#### DATA LISTING ####
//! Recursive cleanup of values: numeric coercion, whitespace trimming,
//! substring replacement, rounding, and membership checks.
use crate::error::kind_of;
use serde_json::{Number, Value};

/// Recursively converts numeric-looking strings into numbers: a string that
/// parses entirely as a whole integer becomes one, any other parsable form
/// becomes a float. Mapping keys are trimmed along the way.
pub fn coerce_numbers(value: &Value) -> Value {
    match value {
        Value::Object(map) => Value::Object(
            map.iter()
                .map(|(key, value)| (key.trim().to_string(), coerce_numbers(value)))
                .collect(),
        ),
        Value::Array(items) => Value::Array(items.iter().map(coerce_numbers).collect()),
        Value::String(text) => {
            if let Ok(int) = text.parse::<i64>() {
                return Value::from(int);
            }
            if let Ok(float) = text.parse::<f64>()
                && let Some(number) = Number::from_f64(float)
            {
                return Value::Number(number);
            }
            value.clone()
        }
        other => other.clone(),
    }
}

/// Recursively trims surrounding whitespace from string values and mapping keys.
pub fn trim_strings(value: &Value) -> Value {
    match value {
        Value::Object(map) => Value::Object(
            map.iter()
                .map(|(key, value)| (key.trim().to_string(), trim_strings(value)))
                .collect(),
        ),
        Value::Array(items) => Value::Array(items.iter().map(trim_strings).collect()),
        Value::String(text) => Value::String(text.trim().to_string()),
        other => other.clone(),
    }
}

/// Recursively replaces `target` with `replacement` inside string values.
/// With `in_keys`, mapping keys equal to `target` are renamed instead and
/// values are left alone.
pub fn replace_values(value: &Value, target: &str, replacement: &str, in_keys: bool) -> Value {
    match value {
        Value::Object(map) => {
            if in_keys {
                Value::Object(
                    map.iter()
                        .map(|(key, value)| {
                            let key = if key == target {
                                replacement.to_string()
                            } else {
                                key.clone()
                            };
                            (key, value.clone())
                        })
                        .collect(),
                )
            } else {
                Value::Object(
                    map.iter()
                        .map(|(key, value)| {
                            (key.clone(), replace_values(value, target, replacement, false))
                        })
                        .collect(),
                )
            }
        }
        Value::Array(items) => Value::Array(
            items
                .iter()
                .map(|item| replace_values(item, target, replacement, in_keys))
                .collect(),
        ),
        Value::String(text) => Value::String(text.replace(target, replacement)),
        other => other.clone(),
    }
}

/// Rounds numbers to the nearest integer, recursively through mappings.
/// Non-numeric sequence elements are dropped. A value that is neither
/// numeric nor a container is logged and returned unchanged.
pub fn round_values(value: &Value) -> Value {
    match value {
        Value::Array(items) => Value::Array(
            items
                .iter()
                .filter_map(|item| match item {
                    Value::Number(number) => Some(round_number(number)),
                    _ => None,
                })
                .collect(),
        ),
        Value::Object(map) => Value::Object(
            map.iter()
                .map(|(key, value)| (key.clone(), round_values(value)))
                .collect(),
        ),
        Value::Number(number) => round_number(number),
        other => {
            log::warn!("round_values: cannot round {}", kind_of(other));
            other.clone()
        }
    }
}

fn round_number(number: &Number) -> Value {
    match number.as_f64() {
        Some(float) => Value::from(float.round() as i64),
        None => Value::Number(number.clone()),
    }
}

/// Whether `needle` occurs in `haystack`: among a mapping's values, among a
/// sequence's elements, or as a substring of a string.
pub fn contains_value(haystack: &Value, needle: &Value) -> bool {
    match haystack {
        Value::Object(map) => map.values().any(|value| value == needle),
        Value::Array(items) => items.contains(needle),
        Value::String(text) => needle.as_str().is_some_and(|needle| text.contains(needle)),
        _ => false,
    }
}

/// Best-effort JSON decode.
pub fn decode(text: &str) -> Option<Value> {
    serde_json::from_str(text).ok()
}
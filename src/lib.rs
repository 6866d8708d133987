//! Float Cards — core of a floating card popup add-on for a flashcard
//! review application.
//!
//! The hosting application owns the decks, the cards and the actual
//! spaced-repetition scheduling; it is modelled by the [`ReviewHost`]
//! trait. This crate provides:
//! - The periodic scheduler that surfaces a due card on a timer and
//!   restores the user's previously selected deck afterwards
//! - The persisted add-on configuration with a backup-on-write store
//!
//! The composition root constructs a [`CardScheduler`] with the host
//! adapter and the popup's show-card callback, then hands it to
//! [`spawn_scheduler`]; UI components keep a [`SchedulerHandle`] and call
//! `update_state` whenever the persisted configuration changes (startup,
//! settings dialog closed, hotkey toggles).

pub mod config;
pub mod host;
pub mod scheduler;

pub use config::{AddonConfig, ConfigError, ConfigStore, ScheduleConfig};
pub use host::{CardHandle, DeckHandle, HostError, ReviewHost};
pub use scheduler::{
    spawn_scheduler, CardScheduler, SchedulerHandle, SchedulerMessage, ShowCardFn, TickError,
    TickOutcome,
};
####
WHAT YOU HAVE TO DO
In the records above, some lines hold the word "SchedulerHandle"; copy each such line.

SOLUTION FOR THIS EXERCISE
//! [`spawn_scheduler`]; UI components keep a [`SchedulerHandle`] and call
    spawn_scheduler, CardScheduler, SchedulerHandle, SchedulerMessage, ShowCardFn, TickError,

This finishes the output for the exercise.